I mean yeah obviously JMO/just my UPG whatever, but I’m very solid on that first part, tell people “it will all be over soon” and they just totally give up and let anyone who wants to take the wheel.
From what I’ve learned, I incarnated in this life with this time and my family because it set up the perfect occurrences that led me to my path in magick and ascent to godhood. I have faint memories of my time before this life. Seems I was of a race of astral beings that came into human existence because humans have limitless potential when it comes to increasing power and chose this time and setting because I knew I’d lose my memories but would meet the people who got me started in magick and teach me what I need to get my memories back. I have family that are shitty people and fuck me over often, but if I was born another time to another family I may have never learned what I needed. I know I sound a little crazy but it’s been my experience.
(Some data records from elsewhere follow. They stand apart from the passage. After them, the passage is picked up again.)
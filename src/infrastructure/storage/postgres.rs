//! PostgreSQL storage implementation with connection pooling

use std::fmt::Debug;
use std::marker::PhantomData;
use std::time::Duration;

use async_trait::async_trait;
use sqlx::postgres::{PgPool, PgPoolOptions};
use sqlx::Row;

use crate::domain::storage::{Storage, StorageEntity, StorageKey};
use crate::domain::DomainError;

/// PostgreSQL connection configuration
#[derive(Debug, Clone)]
pub struct PostgresConfig {
    /// Database connection URL
    pub url: String,
    /// Maximum number of connections in the pool
    pub max_connections: u32,
    /// Minimum number of connections to maintain
    pub min_connections: u32,
    /// Connection timeout in seconds
    pub connect_timeout_secs: u64,
}

impl Default for PostgresConfig {
    fn default() -> Self {
        Self {
            url: "postgres://localhost/user_registry".to_string(),
            max_connections: 10,
            min_connections: 1,
            connect_timeout_secs: 30,
        }
    }
}

impl PostgresConfig {
    pub fn new(url: impl Into<String>) -> Self {
        Self {
            url: url.into(),
            ..Default::default()
        }
    }

    pub fn with_max_connections(mut self, max: u32) -> Self {
        self.max_connections = max;
        self
    }

    pub fn with_min_connections(mut self, min: u32) -> Self {
        self.min_connections = min;
        self
    }

    pub fn with_connect_timeout(mut self, secs: u64) -> Self {
        self.connect_timeout_secs = secs;
        self
    }
}

/// Open a connection pool shared by the user repository and the generic storages
pub async fn connect_pool(config: &PostgresConfig) -> Result<PgPool, DomainError> {
    PgPoolOptions::new()
        .max_connections(config.max_connections)
        .min_connections(config.min_connections)
        .acquire_timeout(Duration::from_secs(config.connect_timeout_secs))
        .connect(&config.url)
        .await
        .map_err(|e| DomainError::storage(format!("Failed to connect to PostgreSQL: {}", e)))
}

/// PostgreSQL storage implementation
///
/// Stores entities as JSONB in a table with (key, data) columns.
pub struct PostgresStorage<E>
where
    E: StorageEntity,
{
    pool: PgPool,
    table_name: String,
    _phantom: PhantomData<E>,
}

impl<E> Debug for PostgresStorage<E>
where
    E: StorageEntity,
{
    fn fmt(&self, f: &mut std::fmt::Formatter<'_>) -> std::fmt::Result {
        f.debug_struct("PostgresStorage")
            .field("table_name", &self.table_name)
            .finish()
    }
}

impl<E> PostgresStorage<E>
where
    E: StorageEntity,
{
    /// Creates a new PostgreSQL storage with the given pool and table name
    pub fn new(pool: PgPool, table_name: impl Into<String>) -> Self {
        Self {
            pool,
            table_name: table_name.into(),
            _phantom: PhantomData,
        }
    }

    /// Ensures the storage table exists
    pub async fn ensure_table(&self) -> Result<(), DomainError> {
        let query = format!(
            r#"
            CREATE TABLE IF NOT EXISTS {} (
                key VARCHAR(255) PRIMARY KEY,
                data JSONB NOT NULL,
                created_at TIMESTAMPTZ NOT NULL DEFAULT NOW(),
                updated_at TIMESTAMPTZ NOT NULL DEFAULT NOW()
            )
            "#,
            self.table_name
        );

        sqlx::query(&query)
            .execute(&self.pool)
            .await
            .map_err(|e| DomainError::storage(format!("Failed to create table: {}", e)))?;

        Ok(())
    }

    fn decode(data: serde_json::Value) -> Result<E, DomainError> {
        serde_json::from_value(data).map_err(|e| {
            DomainError::storage(format!("Failed to deserialize {}: {}", E::KIND, e))
        })
    }

    fn encode(entity: &E) -> Result<serde_json::Value, DomainError> {
        serde_json::to_value(entity)
            .map_err(|e| DomainError::storage(format!("Failed to serialize {}: {}", E::KIND, e)))
    }

    fn query_failed(action: &'static str) -> impl Fn(sqlx::Error) -> DomainError {
        move |e| DomainError::storage(format!("Failed to {} {}: {}", action, E::KIND, e))
    }
}

#[async_trait]
impl<E> Storage<E> for PostgresStorage<E>
where
    E: StorageEntity + 'static,
{
    async fn get(&self, key: &E::Key) -> Result<Option<E>, DomainError> {
        let query = format!("SELECT data FROM {} WHERE key = $1", self.table_name);

        let row = sqlx::query(&query)
            .bind(key.storage_key())
            .fetch_optional(&self.pool)
            .await
            .map_err(Self::query_failed("get"))?;

        row.map(|row| Self::decode(row.get("data"))).transpose()
    }

    async fn list(&self) -> Result<Vec<E>, DomainError> {
        let query = format!("SELECT data FROM {} ORDER BY created_at", self.table_name);

        let rows = sqlx::query(&query)
            .fetch_all(&self.pool)
            .await
            .map_err(Self::query_failed("list"))?;

        rows.into_iter()
            .map(|row| Self::decode(row.get("data")))
            .collect()
    }

    async fn create(&self, entity: E) -> Result<E, DomainError> {
        let key = entity.key().storage_key();
        let data = Self::encode(&entity)?;

        let query = format!("INSERT INTO {} (key, data) VALUES ($1, $2)", self.table_name);

        sqlx::query(&query)
            .bind(&key)
            .bind(&data)
            .execute(&self.pool)
            .await
            .map_err(|e| {
                let unique = e
                    .as_database_error()
                    .is_some_and(|db| db.is_unique_violation());

                if unique {
                    DomainError::duplicate_key(format!("{} id", E::KIND), key.clone())
                } else {
                    Self::query_failed("create")(e)
                }
            })?;

        Ok(entity)
    }

    async fn update(&self, entity: E) -> Result<E, DomainError> {
        let key = entity.key().storage_key();
        let data = Self::encode(&entity)?;

        let query = format!(
            "UPDATE {} SET data = $2, updated_at = NOW() WHERE key = $1",
            self.table_name
        );

        let result = sqlx::query(&query)
            .bind(&key)
            .bind(&data)
            .execute(&self.pool)
            .await
            .map_err(Self::query_failed("update"))?;

        if result.rows_affected() == 0 {
            return Err(DomainError::not_found(format!("{} '{}' not found", E::KIND, key)));
        }

        Ok(entity)
    }

    async fn delete(&self, key: &E::Key) -> Result<bool, DomainError> {
        let query = format!("DELETE FROM {} WHERE key = $1", self.table_name);

        let result = sqlx::query(&query)
            .bind(key.storage_key())
            .execute(&self.pool)
            .await
            .map_err(Self::query_failed("delete"))?;

        Ok(result.rows_affected() > 0)
    }

    async fn clear(&self) -> Result<(), DomainError> {
        let query = format!("DELETE FROM {}", self.table_name);

        sqlx::query(&query)
            .execute(&self.pool)
            .await
            .map_err(Self::query_failed("clear"))?;

        Ok(())
    }

    async fn count(&self) -> Result<usize, DomainError> {
        let query = format!("SELECT COUNT(*) AS count FROM {}", self.table_name);

        let count: i64 = sqlx::query_scalar(&query)
            .fetch_one(&self.pool)
            .await
            .map_err(Self::query_failed("count"))?;

        Ok(count as usize)
    }

    async fn exists(&self, key: &E::Key) -> Result<bool, DomainError> {
        let query = format!(
            "SELECT EXISTS(SELECT 1 FROM {} WHERE key = $1)",
            self.table_name
        );

        sqlx::query_scalar(&query)
            .bind(key.storage_key())
            .fetch_one(&self.pool)
            .await
            .map_err(Self::query_failed("look up"))
    }
}

#[cfg(test)]
mod tests {
    use super::*;

    #[test]
    fn test_postgres_config_default() {
        let config = PostgresConfig::default();

        assert_eq!(config.max_connections, 10);
        assert_eq!(config.min_connections, 1);
        assert_eq!(config.connect_timeout_secs, 30);
    }

    #[test]
    fn test_postgres_config_builder() {
        let config = PostgresConfig::new("postgres://localhost/test")
            .with_max_connections(20)
            .with_min_connections(5)
            .with_connect_timeout(60);

        assert_eq!(config.url, "postgres://localhost/test");
        assert_eq!(config.max_connections, 20);
        assert_eq!(config.min_connections, 5);
        assert_eq!(config.connect_timeout_secs, 60);
    }

    #[test]
    fn test_query_failed_names_entity_kind() {
        use crate::domain::Order;

        let error = PostgresStorage::<Order>::query_failed("list")(sqlx::Error::PoolTimedOut);
        let message = error.to_string();

        assert!(message.starts_with("Storage error: Failed to list order:"));
    }
}
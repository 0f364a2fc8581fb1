//! Identification document types

mod entity;

pub use entity::{DocumentType, DocumentTypeId};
I think we all may have chosen if that’s the case we chose, because these generations have access to so much knowledge that in the past would have taken many life times to amass, like a few hundred years ago, a book of magic would have only been read by the elite’s, and they didn’t have many, now we are flooded with books at the touch of a screen, that’s probably why so many indigos and crystals have come now,.
I believe that I chose my incarnation. I remember telling my mom once when we were both drinking together one day, “I’m pretty sure that I chose you to be my Mom, and looking back, I’d make the same choice again.” It was a really emotional moment.
But, yeah, I don’t have any express experiences, it’s just been what people have told me and it makes sense, so I believe it.
You plan your incarnations in heaven or hell based on what is given at your judgment.
So I’m stuck in a time loop? The last two days I remember living through already, I always get de ja vu on here
I read it, sorry, all along I was thinking, “she could have made a killing with some good investments lol”
Yeah I know disassociation is the key to magical power’s, Eastern teachings believe so too.
You jumped from private to public
From what I’ve seen, most of the time the human part doesn’t choose where it incarnates. The higher self is responsible for that function.